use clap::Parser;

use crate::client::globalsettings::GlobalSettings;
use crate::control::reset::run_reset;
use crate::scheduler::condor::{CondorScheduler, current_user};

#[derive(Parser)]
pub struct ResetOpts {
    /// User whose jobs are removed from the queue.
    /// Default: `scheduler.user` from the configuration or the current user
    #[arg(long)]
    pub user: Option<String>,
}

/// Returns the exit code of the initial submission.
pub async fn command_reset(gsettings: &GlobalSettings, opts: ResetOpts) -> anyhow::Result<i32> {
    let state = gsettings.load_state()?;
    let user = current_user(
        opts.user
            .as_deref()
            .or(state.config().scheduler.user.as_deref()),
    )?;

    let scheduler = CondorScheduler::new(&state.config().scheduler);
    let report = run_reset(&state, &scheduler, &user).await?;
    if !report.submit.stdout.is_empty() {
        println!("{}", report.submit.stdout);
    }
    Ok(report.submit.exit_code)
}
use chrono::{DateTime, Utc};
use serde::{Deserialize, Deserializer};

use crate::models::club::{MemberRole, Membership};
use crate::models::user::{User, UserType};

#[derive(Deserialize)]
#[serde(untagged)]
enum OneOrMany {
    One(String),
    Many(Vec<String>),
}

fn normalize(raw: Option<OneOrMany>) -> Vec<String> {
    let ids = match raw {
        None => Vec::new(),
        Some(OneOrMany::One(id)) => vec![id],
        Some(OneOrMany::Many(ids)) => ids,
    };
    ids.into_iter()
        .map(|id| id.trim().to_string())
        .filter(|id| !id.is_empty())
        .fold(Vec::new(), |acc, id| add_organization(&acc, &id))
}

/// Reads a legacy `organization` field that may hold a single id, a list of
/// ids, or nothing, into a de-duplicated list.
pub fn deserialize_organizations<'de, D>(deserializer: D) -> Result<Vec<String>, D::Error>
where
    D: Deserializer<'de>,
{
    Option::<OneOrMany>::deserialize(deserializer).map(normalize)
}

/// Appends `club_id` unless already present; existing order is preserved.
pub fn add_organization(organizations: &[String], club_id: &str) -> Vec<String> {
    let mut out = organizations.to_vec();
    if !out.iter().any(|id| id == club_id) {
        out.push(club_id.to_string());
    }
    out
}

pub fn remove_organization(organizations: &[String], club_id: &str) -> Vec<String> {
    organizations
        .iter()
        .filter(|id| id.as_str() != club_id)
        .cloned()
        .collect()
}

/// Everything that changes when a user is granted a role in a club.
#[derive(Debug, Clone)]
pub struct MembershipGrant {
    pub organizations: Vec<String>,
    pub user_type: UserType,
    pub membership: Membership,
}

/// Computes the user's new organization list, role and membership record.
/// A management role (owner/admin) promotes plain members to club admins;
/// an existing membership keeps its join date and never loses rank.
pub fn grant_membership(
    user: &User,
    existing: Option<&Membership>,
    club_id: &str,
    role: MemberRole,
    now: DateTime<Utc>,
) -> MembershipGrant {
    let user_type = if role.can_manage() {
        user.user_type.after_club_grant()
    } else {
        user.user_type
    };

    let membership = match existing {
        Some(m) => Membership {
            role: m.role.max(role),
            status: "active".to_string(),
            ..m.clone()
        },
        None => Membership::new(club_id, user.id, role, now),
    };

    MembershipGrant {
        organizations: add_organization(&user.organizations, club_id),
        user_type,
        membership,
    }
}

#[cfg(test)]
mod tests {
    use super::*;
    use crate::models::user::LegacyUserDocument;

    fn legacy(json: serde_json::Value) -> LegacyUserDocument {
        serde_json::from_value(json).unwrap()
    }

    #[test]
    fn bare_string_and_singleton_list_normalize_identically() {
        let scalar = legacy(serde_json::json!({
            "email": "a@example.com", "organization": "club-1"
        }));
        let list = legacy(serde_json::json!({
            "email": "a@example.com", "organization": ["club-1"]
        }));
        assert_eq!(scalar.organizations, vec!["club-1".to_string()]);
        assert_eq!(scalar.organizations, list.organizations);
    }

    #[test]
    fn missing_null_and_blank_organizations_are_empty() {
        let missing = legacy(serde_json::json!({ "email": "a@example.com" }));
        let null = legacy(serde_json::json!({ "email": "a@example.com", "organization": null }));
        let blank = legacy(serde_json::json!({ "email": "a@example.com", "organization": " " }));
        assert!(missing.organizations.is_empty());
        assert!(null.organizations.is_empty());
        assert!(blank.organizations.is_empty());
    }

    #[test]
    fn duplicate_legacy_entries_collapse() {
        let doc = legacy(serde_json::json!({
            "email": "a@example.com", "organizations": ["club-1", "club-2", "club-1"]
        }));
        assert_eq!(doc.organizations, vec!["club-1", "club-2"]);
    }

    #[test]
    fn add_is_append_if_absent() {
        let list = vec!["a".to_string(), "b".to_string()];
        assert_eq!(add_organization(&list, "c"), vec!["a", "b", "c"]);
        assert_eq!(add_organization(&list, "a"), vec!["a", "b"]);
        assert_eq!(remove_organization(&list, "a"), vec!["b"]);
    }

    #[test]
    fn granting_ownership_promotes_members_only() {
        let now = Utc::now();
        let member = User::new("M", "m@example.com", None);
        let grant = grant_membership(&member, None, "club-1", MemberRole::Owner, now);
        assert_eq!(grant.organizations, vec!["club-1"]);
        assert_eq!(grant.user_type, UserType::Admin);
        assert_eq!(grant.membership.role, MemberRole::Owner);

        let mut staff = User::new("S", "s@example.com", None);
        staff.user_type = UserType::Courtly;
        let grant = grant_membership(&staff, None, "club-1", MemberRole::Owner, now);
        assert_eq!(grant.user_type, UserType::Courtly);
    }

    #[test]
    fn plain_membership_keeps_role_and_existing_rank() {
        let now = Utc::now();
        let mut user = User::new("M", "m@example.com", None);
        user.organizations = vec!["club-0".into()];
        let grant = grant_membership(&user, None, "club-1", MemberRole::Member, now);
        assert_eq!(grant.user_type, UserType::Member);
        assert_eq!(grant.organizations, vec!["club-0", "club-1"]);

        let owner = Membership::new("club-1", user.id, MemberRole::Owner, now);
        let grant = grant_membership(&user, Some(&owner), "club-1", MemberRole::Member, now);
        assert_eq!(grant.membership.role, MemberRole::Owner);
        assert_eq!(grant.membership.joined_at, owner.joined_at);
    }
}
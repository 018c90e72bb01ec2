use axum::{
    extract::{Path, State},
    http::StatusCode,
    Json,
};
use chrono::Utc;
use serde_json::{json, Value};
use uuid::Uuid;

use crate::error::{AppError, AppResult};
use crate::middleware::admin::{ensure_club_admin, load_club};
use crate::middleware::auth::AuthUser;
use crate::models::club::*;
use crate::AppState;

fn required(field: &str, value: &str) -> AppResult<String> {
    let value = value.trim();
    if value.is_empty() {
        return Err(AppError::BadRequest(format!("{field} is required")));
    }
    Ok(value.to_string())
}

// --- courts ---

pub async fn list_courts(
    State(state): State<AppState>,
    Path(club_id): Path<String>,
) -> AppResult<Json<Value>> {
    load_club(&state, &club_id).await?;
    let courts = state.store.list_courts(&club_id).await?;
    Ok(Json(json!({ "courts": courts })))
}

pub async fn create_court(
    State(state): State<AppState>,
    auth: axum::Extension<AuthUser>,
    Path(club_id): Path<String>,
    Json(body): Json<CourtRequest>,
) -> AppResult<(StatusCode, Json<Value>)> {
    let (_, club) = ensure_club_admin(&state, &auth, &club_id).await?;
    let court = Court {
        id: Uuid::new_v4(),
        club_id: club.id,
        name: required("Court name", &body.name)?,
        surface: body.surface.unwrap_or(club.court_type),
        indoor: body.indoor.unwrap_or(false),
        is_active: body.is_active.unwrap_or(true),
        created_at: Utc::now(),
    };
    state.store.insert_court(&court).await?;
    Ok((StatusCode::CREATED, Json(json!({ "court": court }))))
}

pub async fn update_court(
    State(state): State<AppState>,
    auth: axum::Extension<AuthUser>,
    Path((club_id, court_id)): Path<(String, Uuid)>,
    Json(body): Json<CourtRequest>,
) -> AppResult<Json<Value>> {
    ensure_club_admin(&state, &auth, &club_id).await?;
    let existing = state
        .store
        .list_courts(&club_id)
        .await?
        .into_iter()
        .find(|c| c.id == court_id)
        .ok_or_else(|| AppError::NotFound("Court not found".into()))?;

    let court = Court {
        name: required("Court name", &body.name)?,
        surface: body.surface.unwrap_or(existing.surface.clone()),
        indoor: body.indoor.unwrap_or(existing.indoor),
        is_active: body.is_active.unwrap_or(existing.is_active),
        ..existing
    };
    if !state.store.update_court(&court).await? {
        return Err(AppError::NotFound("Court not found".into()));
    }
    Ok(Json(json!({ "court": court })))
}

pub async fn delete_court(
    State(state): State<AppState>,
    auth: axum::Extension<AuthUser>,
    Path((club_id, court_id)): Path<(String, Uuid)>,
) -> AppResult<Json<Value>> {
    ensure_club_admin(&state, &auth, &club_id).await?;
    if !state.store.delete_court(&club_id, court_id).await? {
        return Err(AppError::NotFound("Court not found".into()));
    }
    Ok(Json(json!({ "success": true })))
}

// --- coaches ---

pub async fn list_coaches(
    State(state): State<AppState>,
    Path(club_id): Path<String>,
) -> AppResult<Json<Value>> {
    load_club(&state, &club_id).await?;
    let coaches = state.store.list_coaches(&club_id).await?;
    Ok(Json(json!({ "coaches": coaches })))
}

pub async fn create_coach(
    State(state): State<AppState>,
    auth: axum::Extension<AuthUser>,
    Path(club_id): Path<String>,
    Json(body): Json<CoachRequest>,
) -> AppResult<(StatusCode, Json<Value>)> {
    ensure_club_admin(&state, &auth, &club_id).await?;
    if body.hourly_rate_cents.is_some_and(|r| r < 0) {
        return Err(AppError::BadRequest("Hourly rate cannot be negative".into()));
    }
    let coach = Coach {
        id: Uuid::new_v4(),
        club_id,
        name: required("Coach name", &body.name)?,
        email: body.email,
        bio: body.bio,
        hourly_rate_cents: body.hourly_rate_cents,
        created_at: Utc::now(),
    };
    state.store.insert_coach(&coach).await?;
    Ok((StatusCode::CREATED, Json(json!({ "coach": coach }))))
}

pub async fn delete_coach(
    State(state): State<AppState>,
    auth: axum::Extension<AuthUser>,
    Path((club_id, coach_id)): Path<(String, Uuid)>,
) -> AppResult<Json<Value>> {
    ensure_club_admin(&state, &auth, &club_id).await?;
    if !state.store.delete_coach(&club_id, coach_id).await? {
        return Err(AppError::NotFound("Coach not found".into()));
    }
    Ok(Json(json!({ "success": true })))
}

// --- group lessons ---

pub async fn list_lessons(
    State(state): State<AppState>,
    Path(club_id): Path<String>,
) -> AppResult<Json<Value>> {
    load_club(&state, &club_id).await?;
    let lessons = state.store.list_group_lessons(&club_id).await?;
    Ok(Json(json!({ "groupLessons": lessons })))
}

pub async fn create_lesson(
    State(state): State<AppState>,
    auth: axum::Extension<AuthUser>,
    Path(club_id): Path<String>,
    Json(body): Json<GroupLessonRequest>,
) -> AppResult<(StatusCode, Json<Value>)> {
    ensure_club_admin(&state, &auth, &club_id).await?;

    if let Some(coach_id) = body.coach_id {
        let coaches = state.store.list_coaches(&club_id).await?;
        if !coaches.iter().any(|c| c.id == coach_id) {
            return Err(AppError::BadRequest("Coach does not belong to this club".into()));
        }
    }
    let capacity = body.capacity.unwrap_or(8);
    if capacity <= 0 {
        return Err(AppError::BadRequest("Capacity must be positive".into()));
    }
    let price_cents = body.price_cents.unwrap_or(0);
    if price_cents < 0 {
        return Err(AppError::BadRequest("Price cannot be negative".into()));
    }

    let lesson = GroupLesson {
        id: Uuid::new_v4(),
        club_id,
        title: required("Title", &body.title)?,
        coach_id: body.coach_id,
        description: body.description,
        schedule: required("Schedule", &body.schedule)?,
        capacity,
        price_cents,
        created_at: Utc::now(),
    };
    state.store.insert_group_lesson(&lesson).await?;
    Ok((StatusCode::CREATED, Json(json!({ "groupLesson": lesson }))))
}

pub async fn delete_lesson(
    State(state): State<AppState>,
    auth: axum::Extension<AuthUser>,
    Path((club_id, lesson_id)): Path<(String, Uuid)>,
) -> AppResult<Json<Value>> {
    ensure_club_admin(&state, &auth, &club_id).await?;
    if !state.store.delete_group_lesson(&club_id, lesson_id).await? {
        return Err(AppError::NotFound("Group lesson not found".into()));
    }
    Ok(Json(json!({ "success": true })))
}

_WORK TASK:_ Up to and including the line that contains "pub fn add_organization(organizations: &[String], club_id: &str)", restate each line of the material above word for word, beginning with its first line.

_OUTPUT FOR THIS EXERCISE:_
use clap::Parser;

use crate::client::globalsettings::GlobalSettings;
use crate::control::reset::run_reset;
use crate::scheduler::condor::{CondorScheduler, current_user};

#[derive(Parser)]
pub struct ResetOpts {
    /// User whose jobs are removed from the queue.
    /// Default: `scheduler.user` from the configuration or the current user
    #[arg(long)]
    pub user: Option<String>,
}

/// Returns the exit code of the initial submission.
pub async fn command_reset(gsettings: &GlobalSettings, opts: ResetOpts) -> anyhow::Result<i32> {
    let state = gsettings.load_state()?;
    let user = current_user(
        opts.user
            .as_deref()
            .or(state.config().scheduler.user.as_deref()),
    )?;

    let scheduler = CondorScheduler::new(&state.config().scheduler);
    let report = run_reset(&state, &scheduler, &user).await?;
    if !report.submit.stdout.is_empty() {
        println!("{}", report.submit.stdout);
    }
    Ok(report.submit.exit_code)
}
use chrono::{DateTime, Utc};
use serde::{Deserialize, Deserializer};

use crate::models::club::{MemberRole, Membership};
use crate::models::user::{User, UserType};

#[derive(Deserialize)]
#[serde(untagged)]
enum OneOrMany {
    One(String),
    Many(Vec<String>),
}

fn normalize(raw: Option<OneOrMany>) -> Vec<String> {
    let ids = match raw {
        None => Vec::new(),
        Some(OneOrMany::One(id)) => vec![id],
        Some(OneOrMany::Many(ids)) => ids,
    };
    ids.into_iter()
        .map(|id| id.trim().to_string())
        .filter(|id| !id.is_empty())
        .fold(Vec::new(), |acc, id| add_organization(&acc, &id))
}

/// Reads a legacy `organization` field that may hold a single id, a list of
/// ids, or nothing, into a de-duplicated list.
pub fn deserialize_organizations<'de, D>(deserializer: D) -> Result<Vec<String>, D::Error>
where
    D: Deserializer<'de>,
{
    Option::<OneOrMany>::deserialize(deserializer).map(normalize)
}

/// Appends `club_id` unless already present; existing order is preserved.
pub fn add_organization(organizations: &[String], club_id: &str) -> Vec<String> {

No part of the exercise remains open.